Problem to solve:
Copy each line of the data exactly. Leave nothing out.

____

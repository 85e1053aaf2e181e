use std::fmt;

use crate::foundation::error::{TimelapseError, TimelapseResult};

/// Named axis of a microscopy array.
///
/// The single-letter forms (`S`, `T`, `C`, `Z`, `Y`, `X`, `B`) are what scanner formats and
/// store attributes use; parsing is case-insensitive and also accepts the long names.
#[derive(
    Clone, Copy, Debug, PartialEq, Eq, PartialOrd, Ord, Hash, serde::Serialize, serde::Deserialize,
)]
pub enum AxisTag {
    /// Independently acquired region.
    Scene,
    /// Acquisition timepoint.
    Time,
    /// Fluorescence channel.
    Channel,
    /// Depth.
    SpatialZ,
    /// Image rows.
    SpatialY,
    /// Image columns.
    SpatialX,
    /// Scanner tiling block.
    Block,
}

impl AxisTag {
    /// Every axis, in canonical order.
    pub const ALL: [AxisTag; 7] = [
        AxisTag::Scene,
        AxisTag::Time,
        AxisTag::Channel,
        AxisTag::SpatialZ,
        AxisTag::SpatialY,
        AxisTag::SpatialX,
        AxisTag::Block,
    ];

    pub fn as_char(self) -> char {
        match self {
            AxisTag::Scene => 'S',
            AxisTag::Time => 'T',
            AxisTag::Channel => 'C',
            AxisTag::SpatialZ => 'Z',
            AxisTag::SpatialY => 'Y',
            AxisTag::SpatialX => 'X',
            AxisTag::Block => 'B',
        }
    }

    pub fn from_char(c: char) -> Option<Self> {
        Self::ALL
            .into_iter()
            .find(|a| a.as_char() == c.to_ascii_uppercase())
    }

    /// Parse `"z"`, `"Z"`, `"depth"`, `"time"`, ...
    pub fn parse(name: &str) -> TimelapseResult<Self> {
        let trimmed = name.trim();
        let mut chars = trimmed.chars();
        if let (Some(c), None) = (chars.next(), chars.next())
            && let Some(axis) = Self::from_char(c)
        {
            return Ok(axis);
        }
        match trimmed.to_ascii_lowercase().as_str() {
            "scene" => Ok(AxisTag::Scene),
            "time" => Ok(AxisTag::Time),
            "channel" => Ok(AxisTag::Channel),
            "depth" | "spatial_z" => Ok(AxisTag::SpatialZ),
            "height" | "spatial_y" => Ok(AxisTag::SpatialY),
            "width" | "spatial_x" => Ok(AxisTag::SpatialX),
            "block" => Ok(AxisTag::Block),
            _ => Err(TimelapseError::conflicting(format!(
                "unknown axis name '{name}'"
            ))),
        }
    }

    /// Axes the frame pipeline iterates over rather than reduces.
    pub fn is_iterated(self) -> bool {
        matches!(self, AxisTag::Scene | AxisTag::Time)
    }

    pub fn is_spatial(self) -> bool {
        matches!(
            self,
            AxisTag::SpatialZ | AxisTag::SpatialY | AxisTag::SpatialX
        )
    }
}

impl fmt::Display for AxisTag {
    fn fmt(&self, f: &mut fmt::Formatter<'_>) -> fmt::Result {
        write!(f, "{}", self.as_char())
    }
}

/// Render an axis list as a dims string, e.g. `STCZYX`.
pub fn dims_string(axes: &[AxisTag]) -> String {
    axes.iter().map(|a| a.as_char()).collect()
}

/// Frames-per-second represented as a rational `num/den`.
#[derive(Clone, Copy, Debug, PartialEq, Eq, serde::Serialize, serde::Deserialize)]
pub struct Fps {
    /// Numerator (frames).
    pub num: u32,
    /// Denominator (seconds), must be non-zero.
    pub den: u32,
}

impl Fps {
    /// Create a validated FPS value.
    pub fn new(num: u32, den: u32) -> TimelapseResult<Self> {
        if den == 0 {
            return Err(TimelapseError::conflicting("fps den must be > 0"));
        }
        if num == 0 {
            return Err(TimelapseError::conflicting("fps num must be > 0"));
        }
        Ok(Self { num, den })
    }

    /// Whole frames per second.
    pub fn integer(num: u32) -> TimelapseResult<Self> {
        Self::new(num, 1)
    }

    pub fn as_f64(self) -> f64 {
        f64::from(self.num) / f64::from(self.den)
    }

    pub fn validate(self) -> TimelapseResult<()> {
        Self::new(self.num, self.den).map(|_| ())
    }
}

impl Default for Fps {
    fn default() -> Self {
        Self { num: 1, den: 1 }
    }
}

impl std::str::FromStr for Fps {
    type Err = TimelapseError;

    /// Parses `N` or `N/D`, e.g. `"5"` or `"30000/1001"`.
    fn from_str(s: &str) -> Result<Self, Self::Err> {
        let bad = || TimelapseError::conflicting(format!("invalid fps '{s}' (expected N or N/D)"));
        let (num, den) = match s.trim().split_once('/') {
            Some((n, d)) => (n.trim(), d.trim()),
            None => (s.trim(), "1"),
        };
        Self::new(num.parse().map_err(|_| bad())?, den.parse().map_err(|_| bad())?)
    }
}

impl fmt::Display for Fps {
    fn fmt(&self, f: &mut fmt::Formatter<'_>) -> fmt::Result {
        write!(f, "{}/{}", self.num, self.den)
    }
}

/// Half-open index range `[start, end)` along one axis.
#[derive(Clone, Copy, Debug, PartialEq, Eq, serde::Serialize, serde::Deserialize)]
pub struct IndexRange {
    /// Inclusive start.
    pub start: usize,
    /// Exclusive end.
    pub end: usize,
}

impl IndexRange {
    pub fn new(start: usize, end: usize) -> TimelapseResult<Self> {
        if start > end {
            return Err(TimelapseError::conflicting(format!(
                "range start {start} must be <= end {end}"
            )));
        }
        Ok(Self { start, end })
    }

    pub fn full(len: usize) -> Self {
        Self { start: 0, end: len }
    }

    pub fn len(self) -> usize {
        self.end.saturating_sub(self.start)
    }

    pub fn is_empty(self) -> bool {
        self.start >= self.end
    }

    pub fn contains(self, i: usize) -> bool {
        self.start <= i && i < self.end
    }

    /// Clamp the range into `[0, len)`.
    pub fn clamp_to(self, len: usize) -> Self {
        Self {
            start: self.start.min(len),
            end: self.end.min(len),
        }
    }

    pub fn iter(self) -> std::ops::Range<usize> {
        self.start..self.end
    }
}

#[cfg(test)]
#[path = "../../tests/unit/foundation/core.rs"]
mod tests;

____

Answer to this exercise:
repository 85e1053aaf2e181e
use std::fmt;

use crate::foundation::error::{TimelapseError, TimelapseResult};

/// Named axis of a microscopy array.
///
/// The single-letter forms (`S`, `T`, `C`, `Z`, `Y`, `X`, `B`) are what scanner formats and
/// store attributes use; parsing is case-insensitive and also accepts the long names.
#[derive(
    Clone, Copy, Debug, PartialEq, Eq, PartialOrd, Ord, Hash, serde::Serialize, serde::Deserialize,
)]
pub enum AxisTag {
    /// Independently acquired region.
    Scene,
    /// Acquisition timepoint.
    Time,
    /// Fluorescence channel.
    Channel,
    /// Depth.
    SpatialZ,
    /// Image rows.
    SpatialY,
    /// Image columns.
    SpatialX,
    /// Scanner tiling block.
    Block,
}

impl AxisTag {
    /// Every axis, in canonical order.
    pub const ALL: [AxisTag; 7] = [
        AxisTag::Scene,
        AxisTag::Time,
        AxisTag::Channel,
        AxisTag::SpatialZ,
        AxisTag::SpatialY,
        AxisTag::SpatialX,
        AxisTag::Block,
    ];

    pub fn as_char(self) -> char {
        match self {
            AxisTag::Scene => 'S',
            AxisTag::Time => 'T',
            AxisTag::Channel => 'C',
            AxisTag::SpatialZ => 'Z',
            AxisTag::SpatialY => 'Y',
            AxisTag::SpatialX => 'X',
            AxisTag::Block => 'B',
        }
    }

    pub fn from_char(c: char) -> Option<Self> {
        Self::ALL
            .into_iter()
            .find(|a| a.as_char() == c.to_ascii_uppercase())
    }

    /// Parse `"z"`, `"Z"`, `"depth"`, `"time"`, ...
    pub fn parse(name: &str) -> TimelapseResult<Self> {
        let trimmed = name.trim();
        let mut chars = trimmed.chars();
        if let (Some(c), None) = (chars.next(), chars.next())
            && let Some(axis) = Self::from_char(c)
        {
            return Ok(axis);
        }
        match trimmed.to_ascii_lowercase().as_str() {
            "scene" => Ok(AxisTag::Scene),
            "time" => Ok(AxisTag::Time),
            "channel" => Ok(AxisTag::Channel),
            "depth" | "spatial_z" => Ok(AxisTag::SpatialZ),
            "height" | "spatial_y" => Ok(AxisTag::SpatialY),
            "width" | "spatial_x" => Ok(AxisTag::SpatialX),
            "block" => Ok(AxisTag::Block),
            _ => Err(TimelapseError::conflicting(format!(
                "unknown axis name '{name}'"
            ))),
        }
    }

    /// Axes the frame pipeline iterates over rather than reduces.
    pub fn is_iterated(self) -> bool {
        matches!(self, AxisTag::Scene | AxisTag::Time)
    }

    pub fn is_spatial(self) -> bool {
        matches!(
            self,
            AxisTag::SpatialZ | AxisTag::SpatialY | AxisTag::SpatialX
        )
    }
}

impl fmt::Display for AxisTag {
    fn fmt(&self, f: &mut fmt::Formatter<'_>) -> fmt::Result {
        write!(f, "{}", self.as_char())
    }
}

/// Render an axis list as a dims string, e.g. `STCZYX`.
pub fn dims_string(axes: &[AxisTag]) -> String {
    axes.iter().map(|a| a.as_char()).collect()
}

/// Frames-per-second represented as a rational `num/den`.
#[derive(Clone, Copy, Debug, PartialEq, Eq, serde::Serialize, serde::Deserialize)]
pub struct Fps {
    /// Numerator (frames).
    pub num: u32,
    /// Denominator (seconds), must be non-zero.
    pub den: u32,
}

impl Fps {
    /// Create a validated FPS value.
    pub fn new(num: u32, den: u32) -> TimelapseResult<Self> {
        if den == 0 {
            return Err(TimelapseError::conflicting("fps den must be > 0"));
        }
        if num == 0 {
            return Err(TimelapseError::conflicting("fps num must be > 0"));
        }
        Ok(Self { num, den })
    }

    /// Whole frames per second.
    pub fn integer(num: u32) -> TimelapseResult<Self> {
        Self::new(num, 1)
    }

    pub fn as_f64(self) -> f64 {
        f64::from(self.num) / f64::from(self.den)
    }

    pub fn validate(self) -> TimelapseResult<()> {
        Self::new(self.num, self.den).map(|_| ())
    }
}

impl Default for Fps {
    fn default() -> Self {
        Self { num: 1, den: 1 }
    }
}

impl std::str::FromStr for Fps {
    type Err = TimelapseError;

    /// Parses `N` or `N/D`, e.g. `"5"` or `"30000/1001"`.
    fn from_str(s: &str) -> Result<Self, Self::Err> {
        let bad = || TimelapseError::conflicting(format!("invalid fps '{s}' (expected N or N/D)"));
        let (num, den) = match s.trim().split_once('/') {
            Some((n, d)) => (n.trim(), d.trim()),
            None => (s.trim(), "1"),
        };
        Self::new(num.parse().map_err(|_| bad())?, den.parse().map_err(|_| bad())?)
    }
}

impl fmt::Display for Fps {
    fn fmt(&self, f: &mut fmt::Formatter<'_>) -> fmt::Result {
        write!(f, "{}/{}", self.num, self.den)
    }
}

/// Half-open index range `[start, end)` along one axis.
#[derive(Clone, Copy, Debug, PartialEq, Eq, serde::Serialize, serde::Deserialize)]
pub struct IndexRange {
    /// Inclusive start.
    pub start: usize,
    /// Exclusive end.
    pub end: usize,
}

impl IndexRange {
    pub fn new(start: usize, end: usize) -> TimelapseResult<Self> {
        if start > end {
            return Err(TimelapseError::conflicting(format!(
                "range start {start} must be <= end {end}"
            )));
        }
        Ok(Self { start, end })
    }

    pub fn full(len: usize) -> Self {
        Self { start: 0, end: len }
    }

    pub fn len(self) -> usize {
        self.end.saturating_sub(self.start)
    }

    pub fn is_empty(self) -> bool {
        self.start >= self.end
    }

    pub fn contains(self, i: usize) -> bool {
        self.start <= i && i < self.end
    }

    /// Clamp the range into `[0, len)`.
    pub fn clamp_to(self, len: usize) -> Self {
        Self {
            start: self.start.min(len),
            end: self.end.min(len),
        }
    }

    pub fn iter(self) -> std::ops::Range<usize> {
        self.start..self.end
    }
}

#[cfg(test)]
#[path = "../../tests/unit/foundation/core.rs"]
mod tests;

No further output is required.